*Task description*. Find the line containing "pub struct StorageSettings" in the records below. Copy exactly that line and each one after it, ending at the line containing "None polls forever", and nothing more.

START Provided data

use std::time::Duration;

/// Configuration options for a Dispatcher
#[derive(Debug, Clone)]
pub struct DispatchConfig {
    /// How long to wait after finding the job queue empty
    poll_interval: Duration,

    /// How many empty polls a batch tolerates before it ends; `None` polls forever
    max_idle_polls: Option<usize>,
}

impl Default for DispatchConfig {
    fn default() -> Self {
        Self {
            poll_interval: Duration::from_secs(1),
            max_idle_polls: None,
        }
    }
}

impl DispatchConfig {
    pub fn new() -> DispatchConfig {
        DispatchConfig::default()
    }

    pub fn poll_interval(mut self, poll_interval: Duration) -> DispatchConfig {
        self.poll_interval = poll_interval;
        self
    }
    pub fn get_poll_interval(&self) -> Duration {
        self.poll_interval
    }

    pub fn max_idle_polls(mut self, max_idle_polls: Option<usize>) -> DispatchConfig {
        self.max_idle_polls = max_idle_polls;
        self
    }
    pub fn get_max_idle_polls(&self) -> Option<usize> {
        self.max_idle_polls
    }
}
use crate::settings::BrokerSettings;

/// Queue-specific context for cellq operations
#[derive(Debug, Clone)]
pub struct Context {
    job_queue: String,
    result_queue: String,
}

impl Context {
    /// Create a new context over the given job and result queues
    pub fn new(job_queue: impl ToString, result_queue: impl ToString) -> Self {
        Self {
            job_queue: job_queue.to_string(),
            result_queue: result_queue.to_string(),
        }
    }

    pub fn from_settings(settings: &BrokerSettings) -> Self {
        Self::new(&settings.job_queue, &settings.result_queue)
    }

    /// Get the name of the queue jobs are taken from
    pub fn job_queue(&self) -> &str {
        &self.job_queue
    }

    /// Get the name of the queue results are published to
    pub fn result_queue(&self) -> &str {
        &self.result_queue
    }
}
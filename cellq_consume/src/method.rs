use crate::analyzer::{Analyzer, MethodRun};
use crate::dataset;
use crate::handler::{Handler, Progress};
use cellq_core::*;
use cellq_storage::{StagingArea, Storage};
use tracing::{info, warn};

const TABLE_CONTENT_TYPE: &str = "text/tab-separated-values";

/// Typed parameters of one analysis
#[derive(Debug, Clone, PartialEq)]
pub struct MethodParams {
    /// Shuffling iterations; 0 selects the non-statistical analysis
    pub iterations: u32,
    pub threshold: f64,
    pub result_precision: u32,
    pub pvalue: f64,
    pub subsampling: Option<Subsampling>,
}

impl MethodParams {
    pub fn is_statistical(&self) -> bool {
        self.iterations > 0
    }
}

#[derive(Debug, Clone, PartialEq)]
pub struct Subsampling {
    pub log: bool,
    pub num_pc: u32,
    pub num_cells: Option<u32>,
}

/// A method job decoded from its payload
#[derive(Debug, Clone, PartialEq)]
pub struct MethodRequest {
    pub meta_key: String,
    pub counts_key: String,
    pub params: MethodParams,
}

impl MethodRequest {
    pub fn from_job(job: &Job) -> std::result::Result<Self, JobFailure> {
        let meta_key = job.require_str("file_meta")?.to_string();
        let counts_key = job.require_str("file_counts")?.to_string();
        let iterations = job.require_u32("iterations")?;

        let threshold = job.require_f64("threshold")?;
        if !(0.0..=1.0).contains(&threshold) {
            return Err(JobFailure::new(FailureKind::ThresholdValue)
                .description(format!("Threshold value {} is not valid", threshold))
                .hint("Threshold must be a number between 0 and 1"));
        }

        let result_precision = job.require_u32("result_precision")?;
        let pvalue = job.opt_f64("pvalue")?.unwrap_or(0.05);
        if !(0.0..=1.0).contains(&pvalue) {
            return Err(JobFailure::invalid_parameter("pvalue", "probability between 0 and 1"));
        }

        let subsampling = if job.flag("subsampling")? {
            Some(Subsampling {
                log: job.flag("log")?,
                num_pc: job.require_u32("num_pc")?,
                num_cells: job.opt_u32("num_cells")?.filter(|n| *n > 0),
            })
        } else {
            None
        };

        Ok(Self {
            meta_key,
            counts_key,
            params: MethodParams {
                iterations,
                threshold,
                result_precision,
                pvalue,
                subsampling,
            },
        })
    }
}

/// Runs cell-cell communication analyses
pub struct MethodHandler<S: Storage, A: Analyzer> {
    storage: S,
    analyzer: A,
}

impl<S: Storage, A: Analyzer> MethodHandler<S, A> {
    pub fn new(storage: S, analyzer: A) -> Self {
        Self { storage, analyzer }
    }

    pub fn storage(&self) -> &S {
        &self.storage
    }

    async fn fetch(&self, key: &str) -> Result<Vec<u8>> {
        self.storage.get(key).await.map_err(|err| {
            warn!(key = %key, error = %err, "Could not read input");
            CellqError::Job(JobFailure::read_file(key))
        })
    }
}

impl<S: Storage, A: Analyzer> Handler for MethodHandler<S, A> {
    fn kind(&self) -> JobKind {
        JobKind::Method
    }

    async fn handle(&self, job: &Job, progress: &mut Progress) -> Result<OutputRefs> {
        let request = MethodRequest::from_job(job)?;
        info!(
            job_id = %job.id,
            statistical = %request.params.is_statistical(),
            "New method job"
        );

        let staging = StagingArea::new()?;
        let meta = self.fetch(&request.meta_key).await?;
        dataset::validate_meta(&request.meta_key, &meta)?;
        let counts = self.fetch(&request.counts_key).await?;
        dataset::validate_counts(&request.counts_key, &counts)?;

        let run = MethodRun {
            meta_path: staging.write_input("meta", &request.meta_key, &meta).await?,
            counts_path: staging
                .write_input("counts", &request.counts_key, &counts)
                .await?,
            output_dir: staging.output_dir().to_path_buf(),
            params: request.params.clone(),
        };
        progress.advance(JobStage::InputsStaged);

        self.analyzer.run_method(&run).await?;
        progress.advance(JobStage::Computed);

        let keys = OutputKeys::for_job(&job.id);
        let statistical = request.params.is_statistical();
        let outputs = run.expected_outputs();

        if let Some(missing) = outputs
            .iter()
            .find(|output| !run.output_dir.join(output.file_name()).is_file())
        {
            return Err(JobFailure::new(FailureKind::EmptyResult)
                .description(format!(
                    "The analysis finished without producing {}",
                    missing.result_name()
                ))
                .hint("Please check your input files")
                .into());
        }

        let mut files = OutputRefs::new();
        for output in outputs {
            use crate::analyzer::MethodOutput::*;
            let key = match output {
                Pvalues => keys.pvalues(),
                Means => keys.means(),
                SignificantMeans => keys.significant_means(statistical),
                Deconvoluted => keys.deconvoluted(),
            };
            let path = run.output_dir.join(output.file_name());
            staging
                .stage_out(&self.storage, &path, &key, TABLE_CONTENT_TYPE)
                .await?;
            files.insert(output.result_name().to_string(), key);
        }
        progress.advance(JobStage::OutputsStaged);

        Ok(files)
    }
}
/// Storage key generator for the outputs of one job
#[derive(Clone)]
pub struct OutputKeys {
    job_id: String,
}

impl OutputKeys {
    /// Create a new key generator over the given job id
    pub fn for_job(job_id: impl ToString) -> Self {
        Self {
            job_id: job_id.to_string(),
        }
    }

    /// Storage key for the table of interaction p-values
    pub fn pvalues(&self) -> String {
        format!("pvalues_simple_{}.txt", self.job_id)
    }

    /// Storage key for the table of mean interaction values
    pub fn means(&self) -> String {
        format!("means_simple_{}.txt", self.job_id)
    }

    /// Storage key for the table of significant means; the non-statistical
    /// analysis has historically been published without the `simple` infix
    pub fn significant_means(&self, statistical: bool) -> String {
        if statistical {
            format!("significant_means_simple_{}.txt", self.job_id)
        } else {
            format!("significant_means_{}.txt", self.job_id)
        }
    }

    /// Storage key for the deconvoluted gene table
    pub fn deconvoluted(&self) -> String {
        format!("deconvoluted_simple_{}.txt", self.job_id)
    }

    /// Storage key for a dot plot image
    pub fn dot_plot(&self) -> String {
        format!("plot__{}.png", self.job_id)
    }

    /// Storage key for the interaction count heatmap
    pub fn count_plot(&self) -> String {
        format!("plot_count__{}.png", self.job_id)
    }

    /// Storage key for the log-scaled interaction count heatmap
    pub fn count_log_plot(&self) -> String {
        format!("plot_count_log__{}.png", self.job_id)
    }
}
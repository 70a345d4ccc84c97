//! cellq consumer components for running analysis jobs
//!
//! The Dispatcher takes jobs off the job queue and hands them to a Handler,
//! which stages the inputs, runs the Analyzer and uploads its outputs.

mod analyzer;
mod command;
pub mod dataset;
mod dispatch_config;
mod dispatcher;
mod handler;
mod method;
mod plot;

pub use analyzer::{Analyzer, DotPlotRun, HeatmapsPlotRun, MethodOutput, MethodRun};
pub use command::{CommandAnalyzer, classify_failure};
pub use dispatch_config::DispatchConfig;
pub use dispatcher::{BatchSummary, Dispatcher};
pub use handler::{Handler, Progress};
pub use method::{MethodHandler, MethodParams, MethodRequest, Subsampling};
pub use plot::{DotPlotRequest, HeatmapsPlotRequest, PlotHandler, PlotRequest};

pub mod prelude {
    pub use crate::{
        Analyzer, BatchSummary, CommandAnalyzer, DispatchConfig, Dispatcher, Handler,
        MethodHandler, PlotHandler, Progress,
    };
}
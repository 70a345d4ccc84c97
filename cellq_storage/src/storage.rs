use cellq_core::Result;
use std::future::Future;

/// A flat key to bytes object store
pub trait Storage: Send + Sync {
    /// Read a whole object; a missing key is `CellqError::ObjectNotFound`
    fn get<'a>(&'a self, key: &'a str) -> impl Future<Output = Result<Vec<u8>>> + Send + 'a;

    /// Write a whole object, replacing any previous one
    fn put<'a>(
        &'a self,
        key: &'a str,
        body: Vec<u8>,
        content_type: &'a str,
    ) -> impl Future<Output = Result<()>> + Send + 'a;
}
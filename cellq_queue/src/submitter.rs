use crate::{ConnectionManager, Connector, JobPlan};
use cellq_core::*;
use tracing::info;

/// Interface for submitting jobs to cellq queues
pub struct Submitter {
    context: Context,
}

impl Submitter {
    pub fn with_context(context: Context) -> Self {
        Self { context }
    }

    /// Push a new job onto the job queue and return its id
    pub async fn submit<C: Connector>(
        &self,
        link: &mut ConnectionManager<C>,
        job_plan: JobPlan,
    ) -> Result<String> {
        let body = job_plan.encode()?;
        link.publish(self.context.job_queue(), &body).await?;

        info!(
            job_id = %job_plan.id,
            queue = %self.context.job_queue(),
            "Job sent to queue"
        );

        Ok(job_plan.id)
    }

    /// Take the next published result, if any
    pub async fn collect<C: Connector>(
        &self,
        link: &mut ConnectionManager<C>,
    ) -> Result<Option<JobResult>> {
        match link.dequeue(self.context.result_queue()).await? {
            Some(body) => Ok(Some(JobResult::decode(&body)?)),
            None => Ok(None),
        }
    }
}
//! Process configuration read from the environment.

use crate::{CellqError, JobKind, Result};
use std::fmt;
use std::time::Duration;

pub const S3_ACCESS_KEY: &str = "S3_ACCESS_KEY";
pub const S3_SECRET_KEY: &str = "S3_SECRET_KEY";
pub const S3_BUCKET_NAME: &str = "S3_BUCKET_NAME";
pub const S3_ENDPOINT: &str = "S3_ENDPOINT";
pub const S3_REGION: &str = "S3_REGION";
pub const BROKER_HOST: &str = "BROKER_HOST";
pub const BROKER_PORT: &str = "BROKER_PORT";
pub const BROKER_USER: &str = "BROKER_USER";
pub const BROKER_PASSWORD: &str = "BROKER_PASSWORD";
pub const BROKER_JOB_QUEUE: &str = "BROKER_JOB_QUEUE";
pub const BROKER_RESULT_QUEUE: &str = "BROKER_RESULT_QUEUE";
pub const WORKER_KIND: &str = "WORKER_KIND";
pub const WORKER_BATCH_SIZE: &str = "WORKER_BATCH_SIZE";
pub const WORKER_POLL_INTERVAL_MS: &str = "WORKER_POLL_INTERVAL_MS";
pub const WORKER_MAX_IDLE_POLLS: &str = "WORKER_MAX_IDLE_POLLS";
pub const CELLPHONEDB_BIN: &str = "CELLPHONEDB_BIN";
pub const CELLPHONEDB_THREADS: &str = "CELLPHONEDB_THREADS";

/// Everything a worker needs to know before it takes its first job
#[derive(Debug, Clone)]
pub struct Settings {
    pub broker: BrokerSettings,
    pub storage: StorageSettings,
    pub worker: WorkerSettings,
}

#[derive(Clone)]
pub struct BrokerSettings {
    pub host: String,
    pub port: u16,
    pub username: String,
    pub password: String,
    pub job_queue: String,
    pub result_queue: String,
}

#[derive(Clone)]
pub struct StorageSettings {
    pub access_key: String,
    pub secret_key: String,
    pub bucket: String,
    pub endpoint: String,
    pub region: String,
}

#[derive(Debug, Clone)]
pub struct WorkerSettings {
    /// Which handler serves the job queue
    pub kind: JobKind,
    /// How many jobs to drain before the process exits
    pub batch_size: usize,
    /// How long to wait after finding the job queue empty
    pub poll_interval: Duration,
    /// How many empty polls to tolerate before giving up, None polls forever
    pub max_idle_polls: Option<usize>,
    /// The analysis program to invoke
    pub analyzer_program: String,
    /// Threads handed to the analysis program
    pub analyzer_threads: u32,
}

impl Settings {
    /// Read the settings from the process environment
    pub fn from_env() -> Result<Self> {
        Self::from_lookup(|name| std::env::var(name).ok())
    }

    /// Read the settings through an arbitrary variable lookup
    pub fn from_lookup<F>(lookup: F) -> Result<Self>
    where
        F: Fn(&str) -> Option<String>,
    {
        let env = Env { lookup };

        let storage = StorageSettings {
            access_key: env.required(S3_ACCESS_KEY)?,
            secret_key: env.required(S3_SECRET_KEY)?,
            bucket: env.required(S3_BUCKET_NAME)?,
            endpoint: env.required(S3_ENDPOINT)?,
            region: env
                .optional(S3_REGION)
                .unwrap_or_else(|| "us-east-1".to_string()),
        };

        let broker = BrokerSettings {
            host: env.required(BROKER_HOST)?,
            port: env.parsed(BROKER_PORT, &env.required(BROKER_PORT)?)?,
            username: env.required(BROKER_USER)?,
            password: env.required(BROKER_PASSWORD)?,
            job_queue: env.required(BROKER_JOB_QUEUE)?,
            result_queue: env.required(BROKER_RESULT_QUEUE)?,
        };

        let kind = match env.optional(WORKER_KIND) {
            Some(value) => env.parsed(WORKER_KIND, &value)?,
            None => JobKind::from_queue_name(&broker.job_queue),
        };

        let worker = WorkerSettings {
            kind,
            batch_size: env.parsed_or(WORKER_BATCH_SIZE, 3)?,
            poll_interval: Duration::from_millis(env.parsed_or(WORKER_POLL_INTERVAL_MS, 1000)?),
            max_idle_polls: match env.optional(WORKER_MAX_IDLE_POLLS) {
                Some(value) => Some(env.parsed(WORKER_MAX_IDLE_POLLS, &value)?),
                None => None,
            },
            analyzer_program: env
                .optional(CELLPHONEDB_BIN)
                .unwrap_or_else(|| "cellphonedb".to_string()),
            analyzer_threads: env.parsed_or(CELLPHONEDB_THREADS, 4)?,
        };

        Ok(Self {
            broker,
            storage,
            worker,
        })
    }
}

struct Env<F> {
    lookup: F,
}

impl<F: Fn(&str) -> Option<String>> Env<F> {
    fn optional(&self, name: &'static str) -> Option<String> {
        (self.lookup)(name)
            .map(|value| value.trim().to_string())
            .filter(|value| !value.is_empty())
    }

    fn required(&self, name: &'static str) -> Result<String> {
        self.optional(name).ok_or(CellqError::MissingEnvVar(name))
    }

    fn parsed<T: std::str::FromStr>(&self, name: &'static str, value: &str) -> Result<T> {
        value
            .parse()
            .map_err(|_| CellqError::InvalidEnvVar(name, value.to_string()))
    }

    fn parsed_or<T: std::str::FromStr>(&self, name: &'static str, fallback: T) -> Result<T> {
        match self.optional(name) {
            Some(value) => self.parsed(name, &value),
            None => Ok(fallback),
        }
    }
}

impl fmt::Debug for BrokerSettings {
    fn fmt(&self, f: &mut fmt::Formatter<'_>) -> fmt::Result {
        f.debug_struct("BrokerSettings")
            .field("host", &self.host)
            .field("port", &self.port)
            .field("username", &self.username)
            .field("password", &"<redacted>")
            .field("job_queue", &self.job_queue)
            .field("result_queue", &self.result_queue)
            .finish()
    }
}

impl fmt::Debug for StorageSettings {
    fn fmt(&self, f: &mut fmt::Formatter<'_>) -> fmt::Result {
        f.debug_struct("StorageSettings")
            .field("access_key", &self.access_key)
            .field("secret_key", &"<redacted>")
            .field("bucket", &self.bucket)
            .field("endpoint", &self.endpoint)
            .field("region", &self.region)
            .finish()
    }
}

END Provided data

*Task result*.
pub struct StorageSettings {
    pub access_key: String,
    pub secret_key: String,
    pub bucket: String,
    pub endpoint: String,
    pub region: String,
}

#[derive(Debug, Clone)]
pub struct WorkerSettings {
    /// Which handler serves the job queue
    pub kind: JobKind,
    /// How many jobs to drain before the process exits
    pub batch_size: usize,
    /// How long to wait after finding the job queue empty
    pub poll_interval: Duration,
    /// How many empty polls to tolerate before giving up, None polls forever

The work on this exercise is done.